MSI's GTX 460 HAWK is the flagship GeForce GTX 460 from MSI. It comes with a quiet Twin Frozr II cooler, 1 GB of memory and 781 MHz core clock out of the box. MSI has also expanded on the voltmodding capability of the card which supports software control for three voltages.

*Show full review*


----------



## Kumitsu (Sep 2, 2010)

W1zzard, any word on when youll be doing the GTX 460 1GB from Gigabyte ? 
alot of people have been buying it off from newegg.com and i believe its the card
that has the most reviews right now avaliable.

only reason i ask is because i would like to see the max overclock stable,  and max overclock on voltage settings?


----------



## theonedub (Sep 2, 2010)

Awwww, no VRM and no RAM cooling? Great cooler and review, pass on the card


----------



## Jeffredo (Sep 2, 2010)

Is the Cyclone missing VRM and RAM cooling?


----------



## stefanels (Sep 2, 2010)

How come in the game benchmarks don't have GTA IV ?!


----------



## theonedub (Sep 2, 2010)

Jeffredo said:


> Is the Cyclone missing VRM and RAM cooling?

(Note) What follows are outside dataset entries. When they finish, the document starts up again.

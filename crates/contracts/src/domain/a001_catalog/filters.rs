//! Sidebar filters for the category page.
//!
//! The label set is fixed; it is not derived from catalog data. A product
//! passes when its title contains (case-sensitive) at least one active label.

use serde::{Deserialize, Serialize};

use super::aggregate::Product;

/// Labels shown in the sidebar, in display order.
pub const FILTER_LABELS: [&str; 5] = [
    "Sports supplies",
    "Sale",
    "Football shoes",
    "Player category",
    "Sportswear",
];

/// Currently selected filter labels, kept in the order they were selected.
#[derive(Debug, Clone, Default, PartialEq, Eq, Serialize, Deserialize)]
pub struct ActiveFilters(Vec<String>);

impl ActiveFilters {
    pub fn new() -> Self {
        Self::default()
    }

    /// Remove `label` if selected, otherwise append it.
    pub fn toggle(&mut self, label: &str) {
        match self.0.iter().position(|f| f == label) {
            Some(pos) => {
                self.0.remove(pos);
            }
            None => self.0.push(label.to_string()),
        }
    }

    pub fn contains(&self, label: &str) -> bool {
        self.0.iter().any(|f| f == label)
    }

    pub fn is_empty(&self) -> bool {
        self.0.is_empty()
    }

    pub fn len(&self) -> usize {
        self.0.len()
    }

    pub fn iter(&self) -> impl Iterator<Item = &str> {
        self.0.iter().map(String::as_str)
    }

    /// `true` when the product should stay visible under this selection.
    pub fn accepts(&self, product: &Product) -> bool {
        self.is_empty() || self.iter().any(|f| product.title.contains(f))
    }
}

/// Products visible under `active`, in catalog order.
pub fn filter_products<'a>(products: &'a [Product], active: &ActiveFilters) -> Vec<&'a Product> {
    products.iter().filter(|p| active.accepts(p)).collect()
}

#[cfg(test)]
mod tests {
    use super::*;
    use crate::domain::a001_catalog::aggregate::ProductId;

    fn product(id: u64, title: &str) -> Product {
        Product {
            id: ProductId::Number(id),
            title: title.to_string(),
            image: String::new(),
            price: 10.0,
            discounted_price: 8.0,
            rating: 3.0,
        }
    }

    fn sample() -> Vec<Product> {
        vec![
            product(1, "Nike Football shoes Elite"),
            product(2, "Sportswear hoodie - Sale"),
            product(3, "Goalkeeper gloves"),
            product(4, "Sports supplies kit"),
        ]
    }

    fn titles(products: &[&Product]) -> Vec<String> {
        products.iter().map(|p| p.title.clone()).collect()
    }

    #[test]
    fn test_toggle_adds_then_removes() {
        let mut active = ActiveFilters::new();
        active.toggle("Sale");
        assert!(active.contains("Sale"));
        assert_eq!(active.len(), 1);

        active.toggle("Sale");
        assert!(active.is_empty());
    }

    #[test]
    fn test_toggle_twice_restores_previous_set() {
        let mut active = ActiveFilters::new();
        active.toggle("Sale");
        active.toggle("Sportswear");
        let before = active.clone();

        active.toggle("Football shoes");
        active.toggle("Football shoes");
        assert_eq!(active, before);
    }

    #[test]
    fn test_toggle_keeps_insertion_order() {
        let mut active = ActiveFilters::new();
        active.toggle("Sportswear");
        active.toggle("Sale");
        active.toggle("Football shoes");
        active.toggle("Sale");
        assert_eq!(
            active.iter().collect::<Vec<_>>(),
            vec!["Sportswear", "Football shoes"]
        );
    }

    #[test]
    fn test_empty_selection_returns_everything() {
        let products = sample();
        let filtered = filter_products(&products, &ActiveFilters::new());
        assert_eq!(filtered.len(), products.len());
    }

    #[test]
    fn test_filters_are_ored() {
        let products = sample();
        let mut active = ActiveFilters::new();
        active.toggle("Sale");
        active.toggle("Football shoes");

        let filtered = filter_products(&products, &active);
        assert_eq!(
            titles(&filtered),
            vec!["Nike Football shoes Elite", "Sportswear hoodie - Sale"]
        );
    }

    #[test]
    fn test_match_is_case_sensitive() {
        let products = vec![product(1, "football shoes junior")];
        let mut active = ActiveFilters::new();
        active.toggle("Football shoes");
        assert!(filter_products(&products, &active).is_empty());
    }

    #[test]
    fn test_no_match_yields_empty() {
        let products = vec![product(1, "Nike Football shoes Elite")];
        let mut active = ActiveFilters::new();
        active.toggle("Sale");
        assert!(filter_products(&products, &active).is_empty());
    }

    #[test]
    fn test_filtered_matches_set_definition() {
        let products = sample();
        for mask in 0u32..(1 << FILTER_LABELS.len()) {
            let mut active = ActiveFilters::new();
            for (i, label) in FILTER_LABELS.iter().enumerate() {
                if mask & (1 << i) != 0 {
                    active.toggle(label);
                }
            }

            let expected: Vec<&Product> = products
                .iter()
                .filter(|p| active.is_empty() || active.iter().any(|f| p.title.contains(f)))
                .collect();
            assert_eq!(filter_products(&products, &active), expected);
        }
    }
}
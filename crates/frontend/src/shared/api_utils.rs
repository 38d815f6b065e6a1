//! API utilities for talking to the catalog service
//!
//! Provides helper functions for constructing API URLs.

/// Port of the catalog service
pub const CATALOG_API_PORT: u16 = 3010;

/// Used when no browser window is available
const FALLBACK_API_BASE: &str = "http://localhost:3010";

/// Get the base URL for API requests
///
/// Constructs the API base URL from the current window location,
/// using the catalog service port.
///
/// # Returns
/// - API base URL like "http://localhost:3010"
/// - `FALLBACK_API_BASE` if window is not available
pub fn api_base() -> String {
    let window = match web_sys::window() {
        Some(w) => w,
        None => return FALLBACK_API_BASE.to_string(),
    };
    let location = window.location();
    let protocol = location.protocol().unwrap_or_else(|_| "http:".to_string());
    let hostname = location
        .hostname()
        .unwrap_or_else(|_| "localhost".to_string());
    format!("{}//{}:{}", protocol, hostname, CATALOG_API_PORT)
}

/// Build a full API URL from a path
///
/// # Example
/// ```rust,ignore
/// let url = api_url("/Catalogs");
/// ```
pub fn api_url(path: &str) -> String {
    format!("{}{}", api_base(), path)
}
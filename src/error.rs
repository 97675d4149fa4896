//! Error taxonomy for table access.

use std::path::PathBuf;
use thiserror::Error;

/// Errors returned by every accessor operation.
#[derive(Debug, Error)]
pub enum TableError {
    /// Missing or invalid `name`/`path` at open time.
    #[error("invalid configuration: {0}")]
    Configuration(String),

    /// A request or descriptor failed its shape checks; nothing was executed.
    #[error("invalid data object for {operation}: {reason}")]
    Validation {
        operation: &'static str,
        reason: String,
    },

    /// The database engine rejected the statement.
    #[error("database error: {0}")]
    Engine(#[from] rusqlite::Error),

    #[error("failed to prepare database directory {}: {source}", .path.display())]
    Io {
        path: PathBuf,
        #[source]
        source: std::io::Error,
    },

    /// The blocking task running the statement panicked or was cancelled.
    #[error("database task failed: {0}")]
    Task(#[from] tokio::task::JoinError),
}

impl TableError {
    pub(crate) fn validation(operation: &'static str, reason: impl Into<String>) -> Self {
        Self::Validation {
            operation,
            reason: reason.into(),
        }
    }

    /// True when the error was raised before the engine was touched.
    pub fn is_validation(&self) -> bool {
        matches!(self, Self::Validation { .. })
    }
}

pub type Result<T> = std::result::Result<T, TableError>;

#[cfg(test)]
mod tests {
    use super::*;

    #[test]
    fn validation_message_names_operation() {
        let err = TableError::validation("update_where", "no columns to set");
        assert!(err.is_validation());
        assert_eq!(
            err.to_string(),
            "invalid data object for update_where: no columns to set"
        );
    }

    #[test]
    fn engine_errors_convert() {
        let err: TableError = rusqlite::Error::QueryReturnedNoRows.into();
        assert!(!err.is_validation());
        assert!(err.to_string().starts_with("database error"));
    }
}
//! Blocking operations against an explicitly passed connection.

use crate::error::Result;
use crate::query::{self, SqlQuery};
use crate::request::{Clear, CrudOperation, CrudOutcome, DeleteWhere, Insert, ReadAll, ReadWhere, UpdateWhere};
use crate::value::{Row, Value};
use rusqlite::{params_from_iter, Connection};

/// Run a query and collect every row as a column-name keyed map.
pub fn query_rows(conn: &Connection, query: &SqlQuery) -> Result<Vec<Row>> {
    let mut stmt = conn.prepare(&query.statement)?;
    let names: Vec<String> = stmt.column_names().into_iter().map(String::from).collect();
    let rows = stmt
        .query_map(params_from_iter(query.params.iter()), |row| {
            let mut map = Row::with_capacity(names.len());
            for (idx, name) in names.iter().enumerate() {
                map.insert(name.clone(), row.get::<_, Value>(idx)?);
            }
            Ok(map)
        })?
        .collect::<rusqlite::Result<Vec<_>>>()?;
    Ok(rows)
}

/// Run a statement and return the number of rows it changed.
pub fn execute(conn: &Connection, query: &SqlQuery) -> Result<usize> {
    Ok(conn.execute(&query.statement, params_from_iter(query.params.iter()))?)
}

pub fn read_all(conn: &Connection, req: &ReadAll) -> Result<Vec<Row>> {
    query_rows(conn, &query::select_all(req))
}

pub fn read_where(conn: &Connection, req: &ReadWhere) -> Result<Vec<Row>> {
    query_rows(conn, &query::select_where(req))
}

/// Insert every row in order. The batch commits as a whole or not at all.
pub fn insert(conn: &mut Connection, req: &Insert) -> Result<usize> {
    if req.rows.is_empty() {
        return Ok(0);
    }
    let tx = conn.transaction()?;
    let mut inserted = 0;
    for row in &req.rows {
        inserted += execute(&tx, &query::insert_row(&req.table, row))?;
    }
    tx.commit()?;
    Ok(inserted)
}

pub fn update_where(conn: &Connection, req: &UpdateWhere) -> Result<usize> {
    execute(conn, &query::update_where(req))
}

/// Delete matching rows and return them as they were before deletion.
pub fn delete_where(conn: &mut Connection, req: &DeleteWhere) -> Result<Vec<Row>> {
    let tx = conn.transaction()?;
    let snapshot = query_rows(&tx, &query::select_for_delete(req))?;
    let deleted = execute(&tx, &query::delete_where(req))?;
    tx.commit()?;
    tracing::debug!(table = %req.table, deleted, "rows deleted");
    Ok(snapshot)
}

pub fn clear(conn: &Connection, req: &Clear) -> Result<usize> {
    execute(conn, &query::clear(req))
}

/// Dispatch any [`CrudOperation`].
pub fn run_operation(conn: &mut Connection, op: &CrudOperation) -> Result<CrudOutcome> {
    Ok(match op {
        CrudOperation::ReadAll(req) => CrudOutcome::Rows(read_all(conn, req)?),
        CrudOperation::ReadWhere(req) => CrudOutcome::Rows(read_where(conn, req)?),
        CrudOperation::Insert(req) => CrudOutcome::Affected(insert(conn, req)?),
        CrudOperation::UpdateWhere(req) => CrudOutcome::Affected(update_where(conn, req)?),
        CrudOperation::DeleteWhere(req) => CrudOutcome::Rows(delete_where(conn, req)?),
        CrudOperation::Clear(req) => CrudOutcome::Affected(clear(conn, req)?),
    })
}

Yes, the only cooling comes from the fan on the card. I was hoping the Frozr (with its Premium price) would have RAM and VRM cooling. I guess I could always add some myself..


----------



## qu4k3r (Sep 2, 2010)

Very good review. I like this card, twin frozr cooler looks pretty good, but I always end up buying cards for 200 us$ or less.-


----------



## Jeffredo (Sep 2, 2010)

Am I fair to summarize it this way - its dead even with a stock HD 5850, won't be any faster when both are OC'd to their maximum, costs about $20-$30 less than a stock HD 5850 and uses about 40W more power at load?


----------



## Madmanden (Sep 2, 2010)

That seems like a really nice card. I would like one... 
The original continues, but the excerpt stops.